И Крылосова спешит записать то, что сказал председательствующий*.
(*Прошу Вас приказать проверить и этот факт)
Нетрудно догадаться, как выглядят «показания Бархатова» в протоколе судебного заседания. Впрочем, не только его. Нет никакого сомнения, что в этом протоколе конечно же совершенно не отражено и то, как обвиняемый Николайчук зачитывал каждому свидетелю из обвинительного заключения тот пункт обвинения (между прочим, самый главный), где говорится, что «4 августа 1953 года при вводе в жилую зону войск з/к с криками «Ура!» оказали солдатам вооруженное сопротивление, которое продолжалось около двух часов», и спрашивал, так ли это было. Не записаны в протокол также и неизменно отрицательные ответы на этот вопрос всех свидетелей — очевидцев так называемой ликвидации нашего протеста.
Не случайно поэтому и то, что подсудимых так и не ознакомили с этим протоколом, на который они «могут подать свои замечания с указанием на его неправильность и неполноту» (ст. 81 УПК РСФСР).
2. Еще за месяц до начала судебного процесса лично я и другие обвиняемые
обратились в краевой суд с письменной просьбой о вызове в судебное заседание
дополнительных свидетелей (кроме указанных в обвинительном заключении).
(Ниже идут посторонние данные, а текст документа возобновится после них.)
//! Plain-text rendering of a [`BatchReport`].

use super::types::{ApplyResult, BatchReport};

/// Render one line per result followed by a summary line.
///
/// ```text
/// success  index.html
/// skipped  #2: missing <file> path
/// failed   a/b.txt: create directory ...: Not a directory
/// applied 1, skipped 1, failed 1 (root: project)
/// ```
pub fn render_report(report: &BatchReport) -> String {
    let mut lines: Vec<String> = report.results.iter().map(render_result).collect();
    let summary = report.summary();
    lines.push(format!(
        "applied {}, skipped {}, failed {} (root: {})",
        summary.success,
        summary.skipped,
        summary.failed,
        report.target_root.display()
    ));
    let mut buf = lines.join("\n");
    buf.push('\n');
    buf
}

fn render_result(result: &ApplyResult) -> String {
    let label = result
        .path
        .clone()
        .unwrap_or_else(|| format!("#{}", result.index + 1));
    let status = result.status.as_str();
    match &result.detail {
        Some(detail) => format!("{status:<8} {label}: {detail}"),
        None => format!("{status:<8} {label}"),
    }
}
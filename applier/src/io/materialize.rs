//! Creating the ancestor directories of a target file.

use std::fs;
use std::io::ErrorKind;
use std::path::{Path, PathBuf};

use anyhow::{Context, Result, bail};

/// Ensure every ancestor directory of `target` exists.
///
/// Returns the directories that had to be created, outermost first. Fails if an
/// existing ancestor is not a directory.
pub fn ensure_parent_dirs(target: &Path) -> Result<Vec<PathBuf>> {
    let Some(parent) = target.parent().filter(|p| !p.as_os_str().is_empty()) else {
        return Ok(Vec::new());
    };

    let missing = missing_ancestors(parent)?;
    if missing.is_empty() {
        return Ok(missing);
    }
    fs::create_dir_all(parent)
        .with_context(|| format!("create directory {}", parent.display()))?;
    Ok(missing)
}

/// Walk up from `dir` until an existing directory is found.
fn missing_ancestors(dir: &Path) -> Result<Vec<PathBuf>> {
    let mut missing = Vec::new();
    for ancestor in dir.ancestors() {
        if ancestor.as_os_str().is_empty() {
            break;
        }
        match fs::metadata(ancestor) {
            Ok(metadata) if metadata.is_dir() => break,
            Ok(_) => bail!("{} exists and is not a directory", ancestor.display()),
            // A file further up reports NotADirectory here; keep walking to name it.
            Err(err) if matches!(err.kind(), ErrorKind::NotFound | ErrorKind::NotADirectory) => {
                missing.push(ancestor.to_path_buf());
            }
            Err(err) => {
                return Err(err).with_context(|| format!("inspect {}", ancestor.display()));
            }
        }
    }
    missing.reverse();
    Ok(missing)
}
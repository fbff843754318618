//! Reading the raw change-set payload.

use std::fs;
use std::io::Read;
use std::path::Path;

use anyhow::{Context, Result, bail};

/// Read the payload from `input`, or from stdin when `input` is `None` or `-`.
///
/// An empty or whitespace-only payload is an error.
pub fn read_payload(input: Option<&Path>) -> Result<String> {
    match input.filter(|path| *path != Path::new("-")) {
        Some(path) => {
            let payload =
                fs::read_to_string(path).with_context(|| format!("read {}", path.display()))?;
            ensure_not_blank(payload, &path.display().to_string())
        }
        None => read_from(std::io::stdin().lock(), "stdin"),
    }
}

/// Read a payload from any reader. `source` names it in error messages.
pub fn read_from(mut reader: impl Read, source: &str) -> Result<String> {
    let mut payload = String::new();
    reader
        .read_to_string(&mut payload)
        .with_context(|| format!("read payload from {source}"))?;
    ensure_not_blank(payload, source)
}

fn ensure_not_blank(payload: String, source: &str) -> Result<String> {
    if payload.trim().is_empty() {
        bail!("no payload received from {source}");
    }
    Ok(payload)
}

#[cfg(test)]
mod tests {
    use super::*;

    #[test]
    fn reads_file_payload() {
        let temp = tempfile::tempdir().expect("tempdir");
        let path = temp.path().join("changes.xml");
        fs::write(&path, "<changes/>").expect("write");

        assert_eq!(read_payload(Some(&path)).expect("read"), "<changes/>");
    }

    #[test]
    fn blank_reader_is_rejected() {
        let err = read_from("  \n".as_bytes(), "stdin").expect_err("blank");
        assert!(err.to_string().contains("no payload received from stdin"));
    }

    #[test]
    fn missing_file_names_path() {
        let err = read_payload(Some(Path::new("/definitely/missing.xml"))).expect_err("missing");
        assert!(err.to_string().contains("missing.xml"));
    }
}
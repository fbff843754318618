//! Diagnostic tracing for the applier.
//!
//! Tracing goes to stderr so stdout carries only command output (reports,
//! snapshots). Per-change outcomes are always part of the report, independent
//! of `RUST_LOG`.

use tracing_subscriber::{EnvFilter, fmt, layer::SubscriberExt, util::SubscriberInitExt};

/// Initialize the tracing subscriber.
///
/// Reads `RUST_LOG` env var. Defaults to `warn` if unset.
/// Output: stderr, compact format.
///
/// # Example
/// ```bash
/// RUST_LOG=applier=debug applier apply --input changes.xml
/// ```
pub fn init() {
    let filter = EnvFilter::try_from_default_env().unwrap_or_else(|_| EnvFilter::new("warn"));

    tracing_subscriber::registry()
        .with(filter)
        .with(fmt::layer().with_writer(std::io::stderr).compact())
        .init();
}
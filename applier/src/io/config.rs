//! Applier configuration stored in `applier.toml`.

use std::fs;
use std::path::{Path, PathBuf};

use anyhow::{Context, Result, anyhow};
use serde::{Deserialize, Serialize};

use crate::core::path::PathPolicy;
use crate::io::writer::WriteMode;

/// Default config file name, looked up in the working directory.
pub const CONFIG_FILE: &str = "applier.toml";

/// Applier configuration (TOML).
///
/// Missing fields default to the values the CLI would use without a config.
#[derive(Debug, Clone, Serialize, Deserialize, PartialEq, Eq)]
#[serde(default)]
pub struct ApplierConfig {
    /// Directory all change paths resolve against. Created if missing.
    pub target_root: PathBuf,

    /// `direct` (truncate in place) or `atomic` (temp file + rename).
    pub write_mode: WriteMode,

    /// Allow declared paths to leave `target_root` via `..` or absolute paths.
    pub allow_path_escape: bool,
}

impl Default for ApplierConfig {
    fn default() -> Self {
        Self {
            target_root: PathBuf::from("project"),
            write_mode: WriteMode::Direct,
            allow_path_escape: false,
        }
    }
}

impl ApplierConfig {
    pub fn validate(&self) -> Result<()> {
        if self.target_root.as_os_str().is_empty() {
            return Err(anyhow!("target_root must not be empty"));
        }
        Ok(())
    }

    pub fn path_policy(&self) -> PathPolicy {
        if self.allow_path_escape {
            PathPolicy::Permissive
        } else {
            PathPolicy::Contained
        }
    }
}

/// Load config from a TOML file.
///
/// If the file is missing, returns `ApplierConfig::default()`.
pub fn load_config(path: &Path) -> Result<ApplierConfig> {
    if !path.exists() {
        let cfg = ApplierConfig::default();
        cfg.validate()?;
        return Ok(cfg);
    }
    let contents = fs::read_to_string(path).with_context(|| format!("read {}", path.display()))?;
    let cfg: ApplierConfig =
        toml::from_str(&contents).with_context(|| format!("parse {}", path.display()))?;
    cfg.validate()?;
    Ok(cfg)
}

/// Atomically write config to disk (temp file + rename).
pub fn write_config(path: &Path, cfg: &ApplierConfig) -> Result<()> {
    cfg.validate()?;
    let mut buf = toml::to_string_pretty(cfg).context("serialize config toml")?;
    buf.push('\n');
    write_atomic(path, &buf)
}

fn write_atomic(path: &Path, contents: &str) -> Result<()> {
    if let Some(parent) = path.parent().filter(|p| !p.as_os_str().is_empty()) {
        fs::create_dir_all(parent)
            .with_context(|| format!("create directory {}", parent.display()))?;
    }
    let tmp_path = path.with_extension("toml.tmp");
    fs::write(&tmp_path, contents)
        .with_context(|| format!("write temp config {}", tmp_path.display()))?;
    fs::rename(&tmp_path, path).with_context(|| format!("replace config {}", path.display()))?;
    Ok(())
}
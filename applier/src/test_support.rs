//! Test-only helpers for building payloads and inspecting target roots.

use std::fs;
use std::path::{Path, PathBuf};

use anyhow::{Context, Result};
use tempfile::TempDir;

use crate::apply::ApplyOptions;

/// One `<change>` block to render into a payload.
#[derive(Debug, Clone)]
pub struct TestChange {
    pub path: Option<String>,
    pub description: Option<String>,
    pub content: Option<String>,
}

impl TestChange {
    pub fn new(path: &str, content: &str) -> Self {
        Self {
            path: Some(path.to_string()),
            description: None,
            content: Some(content.to_string()),
        }
    }

    /// A block with content but no `<file>` element.
    pub fn without_path(content: &str) -> Self {
        Self {
            path: None,
            description: None,
            content: Some(content.to_string()),
        }
    }

    pub fn description(mut self, description: &str) -> Self {
        self.description = Some(description.to_string());
        self
    }
}

/// Render `<changes>` XML with content wrapped in CDATA.
pub fn payload(changes: &[TestChange]) -> String {
    let mut buf = String::from("<changes>\n");
    for change in changes {
        buf.push_str("  <change>\n");
        if let Some(path) = &change.path {
            buf.push_str(&format!("    <file>{}</file>\n", escape_text(path)));
        }
        if let Some(description) = &change.description {
            buf.push_str(&format!(
                "    <description>{}</description>\n",
                escape_text(description)
            ));
        }
        if let Some(content) = &change.content {
            buf.push_str(&format!("    <content>{}</content>\n", cdata(content)));
        }
        buf.push_str("  </change>\n");
    }
    buf.push_str("</changes>\n");
    buf
}

/// Wrap `text` in CDATA, splitting any `]]>` so it survives verbatim.
pub fn cdata(text: &str) -> String {
    if text.is_empty() {
        return String::new();
    }
    format!("<![CDATA[{}]]>", text.replace("]]>", "]]]]><![CDATA[>"))
}

fn escape_text(text: &str) -> String {
    text.replace('&', "&amp;")
        .replace('<', "&lt;")
        .replace('>', "&gt;")
}

/// Temporary target root that is removed on drop.
pub struct TestRoot {
    dir: TempDir,
}

impl TestRoot {
    pub fn new() -> Result<Self> {
        Ok(Self {
            dir: tempfile::tempdir().context("create tempdir")?,
        })
    }

    pub fn path(&self) -> &Path {
        self.dir.path()
    }

    pub fn join(&self, relative: &str) -> PathBuf {
        self.dir.path().join(relative)
    }

    /// Default options rooted at this directory.
    pub fn options(&self) -> ApplyOptions {
        ApplyOptions::new(self.dir.path())
    }

    pub fn read(&self, relative: &str) -> Result<String> {
        let path = self.join(relative);
        fs::read_to_string(&path).with_context(|| format!("read {}", path.display()))
    }

    /// Every file under the root as `(relative path, bytes)`, sorted by path.
    pub fn files(&self) -> Result<Vec<(String, Vec<u8>)>> {
        let mut files = Vec::new();
        for entry in walkdir::WalkDir::new(self.path()) {
            let entry = entry.context("walk test root")?;
            if !entry.file_type().is_file() {
                continue;
            }
            let relative = entry
                .path()
                .strip_prefix(self.path())
                .context("strip test root prefix")?
                .to_string_lossy()
                .replace('\\', "/");
            let bytes = fs::read(entry.path())
                .with_context(|| format!("read {}", entry.path().display()))?;
            files.push((relative, bytes));
        }
        files.sort();
        Ok(files)
    }
}
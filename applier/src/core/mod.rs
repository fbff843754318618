//! Deterministic, pure logic shared by the applier.
//!
//! Core modules must be free of I/O side effects. They operate on in-memory
//! data and return deterministic outputs suitable for tests.

pub mod parser;
pub mod path;
pub mod report;
pub mod types;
Ответ на
наши просьбы мы получили лишь в первый день суда, и ответ был отрицательный. Нам
предложили указать — только теперь! — где находятся люди, о вызове которых мы
просили. Откуда мы могли знать, куда увезли их из 3-го лаготделения после
подавления протеста, тем более что с тех пор прошло 11 месяцев! Некоторое
затруднение представляло также выполнение требования об указании имен и отчеств
свидетелей. Я отказался от почти половины свидетелей, остальных же просил в
заявлении, переданном председательствующему, вызвать в суд. В своем заявлении я
указал, в каждом отдельном случае, для подтверждения какого положения моей
защиты мне необходимы показания данного свидетеля, где он находился до моего
ареста. Аналогичные заявления подали другие подсудимые. Но и в этих, вторичных,
просьбах суд отказал нам*.
(*А вот что сказано на этот счет в постановлении 47-го пленума Верховного суда,
1934 г.: «...суды не вправе отказать в вызове в судебное заседание свидетелей...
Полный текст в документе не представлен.